* _Action item_
At the line containing "pub fn concat(a: &[u8], b: &[u8])", begin retyping, and continue word for word until the records below run out.

* _Material for this exercise_
use std::fmt;

use crate::auth::AuthError;

/// socket_http11 エラー
#[derive(Debug, Clone, PartialEq, Eq)]
pub enum Error {
    /// 不正なレスポンス (ステータス行やヘッダーが解釈できない)
    Protocol(String),
    /// 不正な URL
    InvalidUrl(String),
    /// リダイレクトループ (同じ URL を再訪した)
    RedirectLoop { url: String },
    /// リダイレクト回数の上限を超えた
    TooManyRedirects { limit: usize },
    /// 認証エラー
    Auth(AuthError),
    /// ボディの展開に失敗
    Decompression(String),
    /// ヘッダーブロックが大きすぎる
    HeadersTooLarge { size: usize, limit: usize },
    /// ボディサイズ超過
    BodyTooLarge { size: usize, limit: usize },
}

impl fmt::Display for Error {
    fn fmt(&self, f: &mut fmt::Formatter<'_>) -> fmt::Result {
        match self {
            Error::Protocol(msg) => write!(f, "protocol error: {}", msg),
            Error::InvalidUrl(msg) => write!(f, "invalid URL: {}", msg),
            Error::RedirectLoop { url } => write!(f, "redirect loop detected at {}", url),
            Error::TooManyRedirects { limit } => write!(f, "more than {} redirects", limit),
            Error::Auth(e) => write!(f, "authentication error: {}", e),
            Error::Decompression(msg) => write!(f, "decompression error: {}", msg),
            Error::HeadersTooLarge { size, limit } => {
                write!(f, "response headers too large: {} > {}", size, limit)
            }
            Error::BodyTooLarge { size, limit } => {
                write!(f, "body too large: {} > {}", size, limit)
            }
        }
    }
}

impl std::error::Error for Error {
    fn source(&self) -> Option<&(dyn std::error::Error + 'static)> {
        match self {
            Error::Auth(e) => Some(e),
            _ => None,
        }
    }
}

impl From<AuthError> for Error {
    fn from(e: AuthError) -> Self {
        Error::Auth(e)
    }
}

impl Error {
    /// 対応するネットワークエラーコード
    ///
    /// コードは [`crate::net_error`] の表で文字列に変換できる。
    pub fn code(&self) -> i32 {
        match self {
            Error::Protocol(_) => crate::net_error::INVALID_RESPONSE,
            Error::InvalidUrl(_) => crate::net_error::INVALID_URL,
            Error::RedirectLoop { .. } | Error::TooManyRedirects { .. } => {
                crate::net_error::TOO_MANY_REDIRECTS
            }
            Error::Auth(AuthError::CredentialsRejected) => {
                crate::net_error::INVALID_AUTH_CREDENTIALS
            }
            Error::Auth(_) => crate::net_error::UNSUPPORTED_AUTH_SCHEME,
            Error::Decompression(_) => crate::net_error::CONTENT_DECODING_FAILED,
            Error::HeadersTooLarge { .. } => crate::net_error::RESPONSE_HEADERS_TOO_BIG,
            Error::BodyTooLarge { .. } => crate::net_error::FILE_TOO_BIG,
        }
    }
}

/// Result 型エイリアス
pub type Result<T> = std::result::Result<T, Error>;
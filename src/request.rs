//! リクエスト記述子

use crate::auth::AuthConfig;
use crate::byte_util::normalize_line_endings;
use crate::config::RequestConfig;
use crate::error::Result;
use crate::headers::Headers;
use crate::multipart::MultipartBuilder;
use crate::url::Url;

/// リクエストボディ
#[derive(Debug, Clone, Default, PartialEq, Eq)]
pub enum Payload {
    /// ボディなし
    #[default]
    None,
    /// テキスト (改行は CRLF に正規化して送る)
    Text(String),
    /// バイナリ (そのまま送る)
    Binary(Vec<u8>),
    /// multipart/form-data
    Multipart(MultipartBuilder),
}

impl Payload {
    /// ボディがないか
    pub fn is_none(&self) -> bool {
        matches!(self, Payload::None)
    }

    /// 送信するバイト列に変換
    pub fn to_bytes(&self) -> Vec<u8> {
        match self {
            Payload::None => Vec::new(),
            Payload::Text(text) => normalize_line_endings(text.as_bytes()),
            Payload::Binary(data) => data.clone(),
            Payload::Multipart(builder) => builder.build(),
        }
    }
}

/// クライアント証明書 (PEM)
#[derive(Clone, PartialEq, Eq)]
pub struct ClientCertificate {
    /// 証明書チェーン
    pub cert_pem: Vec<u8>,
    /// 秘密鍵
    pub key_pem: Vec<u8>,
}

impl std::fmt::Debug for ClientCertificate {
    fn fmt(&self, f: &mut std::fmt::Formatter<'_>) -> std::fmt::Result {
        f.debug_struct("ClientCertificate")
            .field("cert_pem_len", &self.cert_pem.len())
            .field("key_pem", &"<redacted>")
            .finish()
    }
}

/// リクエスト記述子
///
/// 呼び出し側が組み立て、クライアントに渡した時点で複製される。
/// 送信時のヘッダー (Host, Content-Length, Authorization, Cookie) は送信のたびに別に組み立て、
/// ここにあるヘッダーは書き換えない。
#[derive(Debug, Clone, PartialEq, Eq)]
pub struct RequestDescriptor {
    /// リクエスト URL
    pub url: String,
    /// HTTP メソッド (GET, POST, etc.)
    pub method: String,
    /// ヘッダー
    pub headers: Headers,
    /// ボディ
    pub payload: Payload,
    /// 認証
    pub auth: Option<AuthConfig>,
    /// クライアント証明書
    pub client_certificate: Option<ClientCertificate>,
    /// 設定
    pub config: RequestConfig,
}

impl RequestDescriptor {
    /// 新しいリクエストを作成
    pub fn new(method: &str, url: &str) -> Self {
        Self {
            url: url.to_string(),
            method: method.to_ascii_uppercase(),
            headers: Headers::new(),
            payload: Payload::None,
            auth: None,
            client_certificate: None,
            config: RequestConfig::default(),
        }
    }

    /// GET リクエストを作成
    pub fn get(url: &str) -> Self {
        Self::new("GET", url)
    }

    /// URL をパース
    pub fn parsed_url(&self) -> Result<Url> {
        Url::parse(&self.url)
    }

    /// HEAD リクエストか
    pub fn is_head(&self) -> bool {
        self.method.eq_ignore_ascii_case("HEAD")
    }

    /// ヘッダーを追加 (ビルダーパターン)
    pub fn header(mut self, name: &str, value: &str) -> Self {
        self.headers.append(name, value);
        self
    }

    /// テキスト形式のヘッダーをまとめて設定 (ビルダーパターン)
    pub fn headers_text(mut self, text: &str) -> Self {
        self.headers = Headers::parse(text);
        self
    }

    /// ボディを設定 (ビルダーパターン)
    pub fn payload(mut self, payload: Payload) -> Self {
        self.payload = payload;
        self
    }

    /// テキストボディを設定 (ビルダーパターン)
    pub fn text(self, text: &str) -> Self {
        self.payload(Payload::Text(text.to_string()))
    }

    /// バイナリボディを設定 (ビルダーパターン)
    pub fn binary(self, data: Vec<u8>) -> Self {
        self.payload(Payload::Binary(data))
    }

    /// 認証を設定 (ビルダーパターン)
    pub fn auth(mut self, auth: AuthConfig) -> Self {
        self.auth = Some(auth);
        self
    }

    /// クライアント証明書を設定 (ビルダーパターン)
    pub fn client_certificate(mut self, cert_pem: Vec<u8>, key_pem: Vec<u8>) -> Self {
        self.client_certificate = Some(ClientCertificate { cert_pem, key_pem });
        self
    }

    /// 設定を置き換える (ビルダーパターン)
    pub fn config(mut self, config: RequestConfig) -> Self {
        self.config = config;
        self
    }
}
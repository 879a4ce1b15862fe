//! バイト列ユーティリティ
//!
//! 改行コードの正規化、部分列検索、バッファの連結を提供する。

/// 改行コードを CRLF に正規化
///
/// 単独の `\n` と単独の `\r` を `\r\n` に変換する。
/// 既存の `\r\n` はそのまま残す (二重に正規化しない)。
pub fn normalize_line_endings(input: &[u8]) -> Vec<u8> {
    let mut out = Vec::with_capacity(input.len() + input.len() / 16);
    let mut i = 0;
    while i < input.len() {
        match input[i] {
            b'\r' => {
                out.extend_from_slice(b"\r\n");
                if input.get(i + 1) == Some(&b'\n') {
                    i += 1;
                }
            }
            b'\n' => out.extend_from_slice(b"\r\n"),
            b => out.push(b),
        }
        i += 1;
    }
    out
}

/// `from` 以降で `needle` が最初に現れる位置を返す
pub fn find_subsequence(haystack: &[u8], needle: &[u8], from: usize) -> Option<usize> {
    if needle.is_empty() || from >= haystack.len() || haystack.len() - from < needle.len() {
        return None;
    }
    haystack[from..]
        .windows(needle.len())
        .position(|w| w == needle)
        .map(|pos| pos + from)
}

/// 行末を探す
///
/// 最初の LF を探し、直前が CR なら CRLF として扱う。
/// 戻り値は (行末の位置, 終端のバイト数)。
pub fn find_line_end(buf: &[u8]) -> Option<(usize, usize)> {
    let lf = buf.iter().position(|&b| b == b'\n')?;
    if lf > 0 && buf[lf - 1] == b'\r' {
        Some((lf - 1, 2))
    } else {
        Some((lf, 1))
    }
}

/// ヘッダーブロックの終端を探す
///
/// 先頭の改行は空のヘッダーブロックを意味する。
/// それ以外は `CRLFCRLF`、`LFLF` の順に探す。
/// 戻り値は (ヘッダーブロックの長さ, 終端のバイト数)。
pub fn find_headers_end(buf: &[u8]) -> Option<(usize, usize)> {
    if buf.starts_with(b"\r\n") {
        return Some((0, 2));
    }
    if buf.starts_with(b"\n") {
        return Some((0, 1));
    }
    if let Some(pos) = find_subsequence(buf, b"\r\n\r\n", 0) {
        return Some((pos, 4));
    }
    if let Some(pos) = find_subsequence(buf, b"\n\n", 0) {
        return Some((pos, 2));
    }
    None
}

/// 2 つのバッファを連結した新しいバッファを返す
pub fn concat(a: &[u8], b: &[u8]) -> Vec<u8> {
    let mut out = Vec::with_capacity(a.len() + b.len());
    out.extend_from_slice(a);
    out.extend_from_slice(b);
    out
}

#[cfg(test)]
mod tests {
    use super::*;

    #[test]
    fn test_normalize_bare_lf() {
        assert_eq!(normalize_line_endings(b"a\nb"), b"a\r\nb");
    }

    #[test]
    fn test_normalize_bare_cr() {
        assert_eq!(normalize_line_endings(b"a\rb\r"), b"a\r\nb\r\n");
    }

    #[test]
    fn test_normalize_keeps_crlf() {
        assert_eq!(normalize_line_endings(b"a\r\nb\r\n"), b"a\r\nb\r\n");
        assert_eq!(normalize_line_endings(b"\r\n\n\r"), b"\r\n\r\n\r\n");
    }

    #[test]
    fn test_find_subsequence() {
        assert_eq!(find_subsequence(b"abcabc", b"bc", 0), Some(1));
        assert_eq!(find_subsequence(b"abcabc", b"bc", 2), Some(4));
        assert_eq!(find_subsequence(b"abc", b"x", 0), None);
        assert_eq!(find_subsequence(b"abc", b"", 0), None);
        assert_eq!(find_subsequence(b"ab", b"abc", 0), None);
    }

    #[test]
    fn test_find_line_end() {
        assert_eq!(find_line_end(b"HTTP/1.1 200 OK\r\nX"), Some((15, 2)));
        assert_eq!(find_line_end(b"HTTP/1.1 200 OK\nX"), Some((15, 1)));
        assert_eq!(find_line_end(b"HTTP/1.1 200"), None);
        assert_eq!(find_line_end(b"A\nB\r\n"), Some((1, 1)));
    }

    #[test]
    fn test_find_headers_end() {
        assert_eq!(find_headers_end(b"A: b\r\n\r\nbody"), Some((4, 4)));
        assert_eq!(find_headers_end(b"A: b\n\nbody"), Some((4, 2)));
        assert_eq!(find_headers_end(b"\r\nbody"), Some((0, 2)));
        // 空のヘッダーブロックの後ろのボディに CRLFCRLF があっても先頭を優先
        assert_eq!(find_headers_end(b"\r\n\r\n\r\nbody"), Some((0, 2)));
        assert_eq!(find_headers_end(b"A: b\r\n"), None);
    }

    #[test]
    fn test_concat() {
        assert_eq!(concat(b"ab", b"cd"), b"abcd");
    }
}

* _Answer space_
pub fn concat(a: &[u8], b: &[u8]) -> Vec<u8> {
    let mut out = Vec::with_capacity(a.len() + b.len());
    out.extend_from_slice(a);
    out.extend_from_slice(b);
    out
}

#[cfg(test)]
mod tests {
    use super::*;

    #[test]
    fn test_normalize_bare_lf() {
        assert_eq!(normalize_line_endings(b"a\nb"), b"a\r\nb");
    }

    #[test]
    fn test_normalize_bare_cr() {
        assert_eq!(normalize_line_endings(b"a\rb\r"), b"a\r\nb\r\n");
    }

    #[test]
    fn test_normalize_keeps_crlf() {
        assert_eq!(normalize_line_endings(b"a\r\nb\r\n"), b"a\r\nb\r\n");
        assert_eq!(normalize_line_endings(b"\r\n\n\r"), b"\r\n\r\n\r\n");
    }

    #[test]
    fn test_find_subsequence() {
        assert_eq!(find_subsequence(b"abcabc", b"bc", 0), Some(1));
        assert_eq!(find_subsequence(b"abcabc", b"bc", 2), Some(4));
        assert_eq!(find_subsequence(b"abc", b"x", 0), None);
        assert_eq!(find_subsequence(b"abc", b"", 0), None);
        assert_eq!(find_subsequence(b"ab", b"abc", 0), None);
    }

    #[test]
    fn test_find_line_end() {
        assert_eq!(find_line_end(b"HTTP/1.1 200 OK\r\nX"), Some((15, 2)));
        assert_eq!(find_line_end(b"HTTP/1.1 200 OK\nX"), Some((15, 1)));
        assert_eq!(find_line_end(b"HTTP/1.1 200"), None);
        assert_eq!(find_line_end(b"A\nB\r\n"), Some((1, 1)));
    }

    #[test]
    fn test_find_headers_end() {
        assert_eq!(find_headers_end(b"A: b\r\n\r\nbody"), Some((4, 4)));
        assert_eq!(find_headers_end(b"A: b\n\nbody"), Some((4, 2)));
        assert_eq!(find_headers_end(b"\r\nbody"), Some((0, 2)));
        // 空のヘッダーブロックの後ろのボディに CRLFCRLF があっても先頭を優先
        assert_eq!(find_headers_end(b"\r\n\r\n\r\nbody"), Some((0, 2)));
        assert_eq!(find_headers_end(b"A: b\r\n"), None);
    }

    #[test]
    fn test_concat() {
        assert_eq!(concat(b"ab", b"cd"), b"abcd");
    }
}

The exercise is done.